Build the habit of glancing at it. When the context window is filling fast, that is information: something heavy went in, and it is now being re-billed on every turn. The readout is also how you catch the moment to act. Claude Code compacts the context automatically when it gets full, summarizing to free room, but you do not have to wait for that. Watching the number lets you compact on purpose between tasks, or clear the context when you switch to something unrelated, before the bloat has cost you twenty turns of re-billing. A budget you check is a budget. A budget you set and never look at is a wish. The difference is one glance, every few minutes, at a number that is already there.
Five habits that cut spend
Knowing the shapes is the theory. Five habits put it into practice, and none of them costs you any quality.
Load narrow. Ask for the specific file or the specific function, not the directory. Every file you pull in joins the recurring cost, so the cheapest token is the one you never loaded.

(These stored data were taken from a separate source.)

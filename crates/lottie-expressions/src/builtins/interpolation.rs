//! `linear`, `ease`, `easeIn`, `easeOut` and the bezier solver shared with
//! the keyframe sampler.

use glam::DVec2;

use crate::error::{ExpressionError, Result};
use crate::function::CallArgs;
use crate::value::Value;

#[derive(Clone, Copy, Debug, PartialEq)]
pub enum Easing {
    Linear,
    /// Cubic bezier through (0,0), `p1`, `p2`, (1,1).
    Bezier(DVec2, DVec2),
}

pub const EASE: Easing = Easing::Bezier(DVec2::new(0.33, 0.0), DVec2::new(0.667, 1.0));
pub const EASE_IN: Easing = Easing::Bezier(DVec2::new(0.333, 0.0), DVec2::new(0.833, 0.833));
pub const EASE_OUT: Easing = Easing::Bezier(DVec2::new(0.167, 0.167), DVec2::new(0.667, 1.0));

impl Easing {
    pub fn apply(self, x: f64) -> f64 {
        match self {
            Easing::Linear => x.clamp(0.0, 1.0),
            Easing::Bezier(p1, p2) => solve_cubic_bezier(p1, p2, x),
        }
    }
}

/// Eased progress for `x` in `[0, 1]`.
pub fn solve_cubic_bezier(p1: DVec2, p2: DVec2, x: f64) -> f64 {
    if x <= 0.0 {
        return 0.0;
    }
    if x >= 1.0 {
        return 1.0;
    }

    // Newton-Raphson
    let mut t = x;
    for _ in 0..8 {
        let one_minus_t = 1.0 - t;
        let x_est =
            3.0 * one_minus_t * one_minus_t * t * p1.x + 3.0 * one_minus_t * t * t * p2.x + t * t * t;

        let err = x_est - x;
        if err.abs() < 1e-6 {
            break;
        }

        let dx_dt = 3.0 * one_minus_t * one_minus_t * p1.x
            + 6.0 * one_minus_t * t * (p2.x - p1.x)
            + 3.0 * t * t * (1.0 - p2.x);

        if dx_dt.abs() < 1e-9 {
            break;
        }
        t = (t - err / dx_dt).clamp(0.0, 1.0);
    }

    let one_minus_t = 1.0 - t;
    3.0 * one_minus_t * one_minus_t * t * p1.y + 3.0 * one_minus_t * t * t * p2.y + t * t * t
}

/// `fn(t, tMin, tMax, value1, value2)` or `fn(t, value1, value2)` with the
/// range `[0, 1]`.
pub fn interpolate(easing: Easing, name: &str, args: &CallArgs) -> Result<Value> {
    let number = |index: usize, param: &str| -> Result<f64> {
        args.get(index, param)
            .and_then(Value::to_number)
            .ok_or_else(|| ExpressionError::type_error(format!("{}: '{}' must be a number", name, param)))
    };

    let (t, t_min, t_max, from, to) = if args.len() == 3 {
        (number(0, "t")?, 0.0, 1.0, arg(args, 1, "value1", name)?, arg(args, 2, "value2", name)?)
    } else {
        (
            number(0, "t")?,
            number(1, "tMin")?,
            number(2, "tMax")?,
            arg(args, 3, "value1", name)?,
            arg(args, 4, "value2", name)?,
        )
    };

    let progress = if t_max == t_min {
        if t >= t_max {
            1.0
        } else {
            0.0
        }
    } else {
        easing.apply((t - t_min) / (t_max - t_min))
    };

    blend(&from, &to, progress, name)
}

fn arg(args: &CallArgs, index: usize, param: &str, name: &str) -> Result<Value> {
    args.get(index, param)
        .cloned()
        .map(Value::resolve)
        .ok_or_else(|| ExpressionError::MissingArgument {
            parameter: param.to_string(),
            function: name.to_string(),
        })
}

fn blend(from: &Value, to: &Value, progress: f64, name: &str) -> Result<Value> {
    if !from.is_vector_like() && !to.is_vector_like() {
        return match (from.to_number(), to.to_number()) {
            (Some(a), Some(b)) => Ok(Value::Number(a + (b - a) * progress)),
            _ => Err(ExpressionError::type_error(format!(
                "{}: cannot interpolate {} and {}",
                name,
                from.type_name(),
                to.type_name()
            ))),
        };
    }
    match (from.components(), to.components()) {
        (Some(a), Some(b)) => {
            let len = a.len().max(b.len());
            let component = |v: &[f64], i: usize| v.get(i).copied().unwrap_or(0.0);
            Ok(Value::from_components(
                (0..len)
                    .map(|i| {
                        let (a, b) = (component(&a, i), component(&b, i));
                        a + (b - a) * progress
                    })
                    .collect(),
            ))
        }
        _ => Err(ExpressionError::type_error(format!(
            "{}: cannot interpolate {} and {}",
            name,
            from.type_name(),
            to.type_name()
        ))),
    }
}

Clear context between unrelated tasks. When you switch from a bug fix to a documentation pass, the bug-fix context is now pure overhead, re-billed every turn for nothing. Resetting it is the single largest saving available to most sessions.
Delegate by the lump, not by reflex. A subagent costs a fixed chunk every time. Spend that chunk when the isolation is worth it, on a noisy, file-heavy side task, and not on something small you could have answered in the main session.
Move recurring instructions into skills or CLAUDE.md. Anything you paste into chat repeatedly is being paid for as fresh context every time. The same text as a skill costs almost nothing until invoked.
Keep sessions tight enough to cache. Caching only helps if you keep hitting the cache, and long idle gaps let it expire. Working in focused stretches is not just good for attention. It is what keeps the discount alive.
None of these is a sacrifice. Each one is the same move: stop paying, turn after turn, for tokens that are no longer doing any work. That is all token budgeting is: refusing to keep paying, turn after turn, for what you have stopped using.